- _The problem_: Set down every entry again exactly as it stands below.

- _Given data_:

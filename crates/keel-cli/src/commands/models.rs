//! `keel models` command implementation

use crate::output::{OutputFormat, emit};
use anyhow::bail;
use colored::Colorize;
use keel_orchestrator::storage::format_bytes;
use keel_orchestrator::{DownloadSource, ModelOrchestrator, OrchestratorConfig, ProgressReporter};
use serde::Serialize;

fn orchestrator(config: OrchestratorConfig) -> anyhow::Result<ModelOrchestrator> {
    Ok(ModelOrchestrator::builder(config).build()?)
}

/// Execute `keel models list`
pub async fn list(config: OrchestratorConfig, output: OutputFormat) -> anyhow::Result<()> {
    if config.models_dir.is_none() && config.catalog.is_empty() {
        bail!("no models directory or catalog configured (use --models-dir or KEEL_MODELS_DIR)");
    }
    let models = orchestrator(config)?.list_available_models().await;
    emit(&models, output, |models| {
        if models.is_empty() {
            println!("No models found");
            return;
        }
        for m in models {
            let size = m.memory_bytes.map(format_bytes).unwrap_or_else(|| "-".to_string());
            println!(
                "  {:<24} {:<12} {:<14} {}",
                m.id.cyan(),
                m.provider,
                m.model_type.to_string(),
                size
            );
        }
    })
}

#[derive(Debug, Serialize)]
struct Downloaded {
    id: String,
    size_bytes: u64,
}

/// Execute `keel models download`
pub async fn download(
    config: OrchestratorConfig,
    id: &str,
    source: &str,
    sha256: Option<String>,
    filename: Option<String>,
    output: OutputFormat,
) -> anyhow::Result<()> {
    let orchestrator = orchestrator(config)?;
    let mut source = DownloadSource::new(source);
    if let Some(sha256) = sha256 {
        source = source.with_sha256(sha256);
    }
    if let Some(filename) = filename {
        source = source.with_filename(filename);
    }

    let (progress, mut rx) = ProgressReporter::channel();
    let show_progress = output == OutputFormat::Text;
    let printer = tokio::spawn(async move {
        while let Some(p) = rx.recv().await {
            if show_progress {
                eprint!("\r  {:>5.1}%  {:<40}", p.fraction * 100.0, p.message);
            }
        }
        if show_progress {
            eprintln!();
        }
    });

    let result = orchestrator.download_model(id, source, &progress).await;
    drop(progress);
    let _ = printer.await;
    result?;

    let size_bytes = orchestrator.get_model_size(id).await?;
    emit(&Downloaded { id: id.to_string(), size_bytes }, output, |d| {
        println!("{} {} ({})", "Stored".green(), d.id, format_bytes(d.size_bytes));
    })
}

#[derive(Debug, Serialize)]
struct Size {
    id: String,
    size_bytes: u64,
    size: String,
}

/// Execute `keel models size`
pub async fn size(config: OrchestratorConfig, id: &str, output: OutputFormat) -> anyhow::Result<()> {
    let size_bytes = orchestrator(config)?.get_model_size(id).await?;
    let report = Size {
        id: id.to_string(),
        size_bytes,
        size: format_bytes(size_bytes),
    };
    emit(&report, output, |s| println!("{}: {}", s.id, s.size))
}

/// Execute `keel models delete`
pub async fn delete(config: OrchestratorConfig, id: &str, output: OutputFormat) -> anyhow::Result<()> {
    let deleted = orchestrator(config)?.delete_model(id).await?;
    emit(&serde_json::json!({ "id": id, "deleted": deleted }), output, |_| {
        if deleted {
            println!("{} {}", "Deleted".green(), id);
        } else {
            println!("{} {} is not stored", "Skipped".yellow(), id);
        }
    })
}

- _Exercise answer_:
filename crates/keel-cli/src/commands/models.rs
//! `keel models` command implementation

use crate::output::{OutputFormat, emit};
use anyhow::bail;
use colored::Colorize;
use keel_orchestrator::storage::format_bytes;
use keel_orchestrator::{DownloadSource, ModelOrchestrator, OrchestratorConfig, ProgressReporter};
use serde::Serialize;

fn orchestrator(config: OrchestratorConfig) -> anyhow::Result<ModelOrchestrator> {
    Ok(ModelOrchestrator::builder(config).build()?)
}

/// Execute `keel models list`
pub async fn list(config: OrchestratorConfig, output: OutputFormat) -> anyhow::Result<()> {
    if config.models_dir.is_none() && config.catalog.is_empty() {
        bail!("no models directory or catalog configured (use --models-dir or KEEL_MODELS_DIR)");
    }
    let models = orchestrator(config)?.list_available_models().await;
    emit(&models, output, |models| {
        if models.is_empty() {
            println!("No models found");
            return;
        }
        for m in models {
            let size = m.memory_bytes.map(format_bytes).unwrap_or_else(|| "-".to_string());
            println!(
                "  {:<24} {:<12} {:<14} {}",
                m.id.cyan(),
                m.provider,
                m.model_type.to_string(),
                size
            );
        }
    })
}

#[derive(Debug, Serialize)]
struct Downloaded {
    id: String,
    size_bytes: u64,
}

/// Execute `keel models download`
pub async fn download(
    config: OrchestratorConfig,
    id: &str,
    source: &str,
    sha256: Option<String>,
    filename: Option<String>,
    output: OutputFormat,
) -> anyhow::Result<()> {
    let orchestrator = orchestrator(config)?;
    let mut source = DownloadSource::new(source);
    if let Some(sha256) = sha256 {
        source = source.with_sha256(sha256);
    }
    if let Some(filename) = filename {
        source = source.with_filename(filename);
    }

    let (progress, mut rx) = ProgressReporter::channel();
    let show_progress = output == OutputFormat::Text;
    let printer = tokio::spawn(async move {
        while let Some(p) = rx.recv().await {
            if show_progress {
                eprint!("\r  {:>5.1}%  {:<40}", p.fraction * 100.0, p.message);
            }
        }
        if show_progress {
            eprintln!();
        }
    });

    let result = orchestrator.download_model(id, source, &progress).await;
    drop(progress);
    let _ = printer.await;
    result?;

    let size_bytes = orchestrator.get_model_size(id).await?;
    emit(&Downloaded { id: id.to_string(), size_bytes }, output, |d| {
        println!("{} {} ({})", "Stored".green(), d.id, format_bytes(d.size_bytes));
    })
}

#[derive(Debug, Serialize)]
struct Size {
    id: String,
    size_bytes: u64,
    size: String,
}

/// Execute `keel models size`
pub async fn size(config: OrchestratorConfig, id: &str, output: OutputFormat) -> anyhow::Result<()> {
    let size_bytes = orchestrator(config)?.get_model_size(id).await?;
    let report = Size {
        id: id.to_string(),
        size_bytes,
        size: format_bytes(size_bytes),
    };
    emit(&report, output, |s| println!("{}: {}", s.id, s.size))
}

/// Execute `keel models delete`
pub async fn delete(config: OrchestratorConfig, id: &str, output: OutputFormat) -> anyhow::Result<()> {
    let deleted = orchestrator(config)?.delete_model(id).await?;
    emit(&serde_json::json!({ "id": id, "deleted": deleted }), output, |_| {
        if deleted {
            println!("{} {}", "Deleted".green(), id);
        } else {
            println!("{} {} is not stored", "Skipped".yellow(), id);
        }
    })
}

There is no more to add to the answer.